[Opening DATA FOR REVIEW section]

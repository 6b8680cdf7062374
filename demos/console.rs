//! Self-deploying console demo
//!
//! Start a host (`distloop --listen 127.0.0.1:9096`), then run this binary
//! with the host endpoints. The binary ships itself to every host, and the
//! hosts start it again in agent mode to serve the `Primes` implementation.

use anyhow::Result;
use clap::Parser;
use distloop::agent::{self, Catalog, Implementation, MethodRegistry, Param, SessionContext};
use distloop::client::{Contract, Distributor, RemoteChannel};
use distloop::distributed::protocol::encode_value;
use distloop::logsink::{LogLevel, LogSink};
use std::net::SocketAddr;
use std::sync::atomic::{AtomicI64, Ordering};

#[derive(Parser, Debug)]
#[command(name = "console", about = "Distributed loop demo")]
struct Args {
    /// Host endpoints
    #[arg(default_value = "127.0.0.1:9096")]
    servers: Vec<SocketAddr>,

    /// Slots per logical processor
    #[arg(long, default_value_t = 0.5)]
    subscription_rate: f32,
}

struct Primes {
    from: AtomicI64,
    to: AtomicI64,
    log: LogSink,
}

impl Primes {
    fn count(&self) -> usize {
        let (from, to) = (self.from.load(Ordering::Relaxed), self.to.load(Ordering::Relaxed));
        (from.max(2)..to)
            .filter(|&n| (2..).take_while(|d| d * d <= n).all(|d| n % d != 0))
            .count()
    }
}

impl Implementation for Primes {
    const NAME: &'static str = "Primes";
    const CONTRACTS: &'static [&'static str] = &["IPrimes"];

    fn create(ctx: &SessionContext) -> Result<Self> {
        Ok(Primes {
            from: AtomicI64::new(1),
            to: AtomicI64::new(1000),
            log: ctx.log.clone(),
        })
    }

    fn register(methods: &mut MethodRegistry<Self>) {
        methods
            .method("set_from_to", &[Param::value("i64"), Param::value("i64")], |p: &Primes, args| {
                let (from, to): (i64, i64) = (args.get(0)?, args.get(1)?);
                p.from.store(from, Ordering::Relaxed);
                p.to.store(to, Ordering::Relaxed);
                p.log.info(format!("from {} and to {} set", from, to));
                Ok(())
            })
            .method("get_name", &[Param::value("String")], |p: &Primes, args| {
                let query: String = args.get(0)?;
                let primes = p.count();
                p.log.warning(format!("{} primes for {}", primes, query));
                Ok(format!("name:{}:{}", query, primes))
            });
    }
}

struct PrimesProxy(RemoteChannel);

impl Contract for PrimesProxy {
    const NAME: &'static str = "IPrimes";

    fn bind(channel: RemoteChannel) -> Self {
        PrimesProxy(channel)
    }
}

impl PrimesProxy {
    async fn set_from_to(&self, from: i64, to: i64) -> Result<()> {
        self.0
            .call("set_from_to", &["i64", "i64"], vec![encode_value(&from)?, encode_value(&to)?])
            .await
    }

    async fn get_name(&self, query: &str) -> Result<String> {
        self.0.call("get_name", &["String"], vec![encode_value(query)?]).await
    }
}

#[tokio::main]
async fn main() -> Result<()> {
    let catalog = Catalog::new().register::<Primes>();
    if agent::is_agent_invocation() {
        return agent::run_from_env(catalog).await;
    }

    tracing_subscriber::fmt().with_env_filter("info").init();
    let args = Args::parse();

    let client = Distributor::new(args.servers)
        .subscription_rate(args.subscription_rate)
        .log_polling_interval(1)
        .log_level(LogLevel::Debug)
        .connect::<PrimesProxy, Primes>()
        .await?;
    for failed in client.failed_nodes() {
        println!("Failed node {}", failed);
    }

    let mut events = client.subscribe_logs();
    let printer = tokio::spawn(async move {
        while let Ok(event) = events.recv().await {
            println!();
            println!("Log messages:");
            for message in event.messages.iter().flatten() {
                println!("{}", message);
            }
            if let Some(failure) = event.last_error {
                println!("Error at {} on {} as: {}", failure.time, failure.end_point, failure.error);
            }
        }
    });

    let status = client
        .run_once_per_node((501i64, 3001i64), |_, (from, to), _state, proxy| async move {
            proxy.set_from_to(from, to).await
        })
        .await;
    for e in &status.exceptions {
        println!("{}", e);
    }

    let first = client
        .parallel_for(0, 10, |i, _state, proxy| async move { proxy.get_name(&i.to_string()).await })
        .await?;
    for name in &first.results {
        println!("{}", name);
    }
    client.sweep_logs().await;

    let second = client
        .parallel_for_each(first.results, |query, _state, proxy| async move { proxy.get_name(&query).await })
        .await?;
    for name in &second.results {
        println!("{}", name);
    }
    for e in first.exceptions.iter().chain(&second.exceptions) {
        println!("{}", e);
    }
    client.sweep_logs().await;

    client.shutdown().await;
    printer.abort();
    println!();
    println!("done");
    Ok(())
}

[Closing DATA FOR REVIEW section]

Could you copy the listing above word for word?

repository 6b8680cdf7062374
filename demos/console.rs
//! Self-deploying console demo
//!
//! Start a host (`distloop --listen 127.0.0.1:9096`), then run this binary
//! with the host endpoints. The binary ships itself to every host, and the
//! hosts start it again in agent mode to serve the `Primes` implementation.

use anyhow::Result;
use clap::Parser;
use distloop::agent::{self, Catalog, Implementation, MethodRegistry, Param, SessionContext};
use distloop::client::{Contract, Distributor, RemoteChannel};
use distloop::distributed::protocol::encode_value;
use distloop::logsink::{LogLevel, LogSink};
use std::net::SocketAddr;
use std::sync::atomic::{AtomicI64, Ordering};

#[derive(Parser, Debug)]
#[command(name = "console", about = "Distributed loop demo")]
struct Args {
    /// Host endpoints
    #[arg(default_value = "127.0.0.1:9096")]
    servers: Vec<SocketAddr>,

    /// Slots per logical processor
    #[arg(long, default_value_t = 0.5)]
    subscription_rate: f32,
}

struct Primes {
    from: AtomicI64,
    to: AtomicI64,
    log: LogSink,
}

impl Primes {
    fn count(&self) -> usize {
        let (from, to) = (self.from.load(Ordering::Relaxed), self.to.load(Ordering::Relaxed));
        (from.max(2)..to)
            .filter(|&n| (2..).take_while(|d| d * d <= n).all(|d| n % d != 0))
            .count()
    }
}

impl Implementation for Primes {
    const NAME: &'static str = "Primes";
    const CONTRACTS: &'static [&'static str] = &["IPrimes"];

    fn create(ctx: &SessionContext) -> Result<Self> {
        Ok(Primes {
            from: AtomicI64::new(1),
            to: AtomicI64::new(1000),
            log: ctx.log.clone(),
        })
    }

    fn register(methods: &mut MethodRegistry<Self>) {
        methods
            .method("set_from_to", &[Param::value("i64"), Param::value("i64")], |p: &Primes, args| {
                let (from, to): (i64, i64) = (args.get(0)?, args.get(1)?);
                p.from.store(from, Ordering::Relaxed);
                p.to.store(to, Ordering::Relaxed);
                p.log.info(format!("from {} and to {} set", from, to));
                Ok(())
            })
            .method("get_name", &[Param::value("String")], |p: &Primes, args| {
                let query: String = args.get(0)?;
                let primes = p.count();
                p.log.warning(format!("{} primes for {}", primes, query));
                Ok(format!("name:{}:{}", query, primes))
            });
    }
}

struct PrimesProxy(RemoteChannel);

impl Contract for PrimesProxy {
    const NAME: &'static str = "IPrimes";

    fn bind(channel: RemoteChannel) -> Self {
        PrimesProxy(channel)
    }
}

impl PrimesProxy {
    async fn set_from_to(&self, from: i64, to: i64) -> Result<()> {
        self.0
            .call("set_from_to", &["i64", "i64"], vec![encode_value(&from)?, encode_value(&to)?])
            .await
    }

    async fn get_name(&self, query: &str) -> Result<String> {
        self.0.call("get_name", &["String"], vec![encode_value(query)?]).await
    }
}

#[tokio::main]
async fn main() -> Result<()> {
    let catalog = Catalog::new().register::<Primes>();
    if agent::is_agent_invocation() {
        return agent::run_from_env(catalog).await;
    }

    tracing_subscriber::fmt().with_env_filter("info").init();
    let args = Args::parse();

    let client = Distributor::new(args.servers)
        .subscription_rate(args.subscription_rate)
        .log_polling_interval(1)
        .log_level(LogLevel::Debug)
        .connect::<PrimesProxy, Primes>()
        .await?;
    for failed in client.failed_nodes() {
        println!("Failed node {}", failed);
    }

    let mut events = client.subscribe_logs();
    let printer = tokio::spawn(async move {
        while let Ok(event) = events.recv().await {
            println!();
            println!("Log messages:");
            for message in event.messages.iter().flatten() {
                println!("{}", message);
            }
            if let Some(failure) = event.last_error {
                println!("Error at {} on {} as: {}", failure.time, failure.end_point, failure.error);
            }
        }
    });

    let status = client
        .run_once_per_node((501i64, 3001i64), |_, (from, to), _state, proxy| async move {
            proxy.set_from_to(from, to).await
        })
        .await;
    for e in &status.exceptions {
        println!("{}", e);
    }

    let first = client
        .parallel_for(0, 10, |i, _state, proxy| async move { proxy.get_name(&i.to_string()).await })
        .await?;
    for name in &first.results {
        println!("{}", name);
    }
    client.sweep_logs().await;

    let second = client
        .parallel_for_each(first.results, |query, _state, proxy| async move { proxy.get_name(&query).await })
        .await?;
    for name in &second.results {
        println!("{}", name);
    }
    for e in first.exceptions.iter().chain(&second.exceptions) {
        println!("{}", e);
    }
    client.sweep_logs().await;

    client.shutdown().await;
    printer.abort();
    println!();
    println!("done");
    Ok(())
}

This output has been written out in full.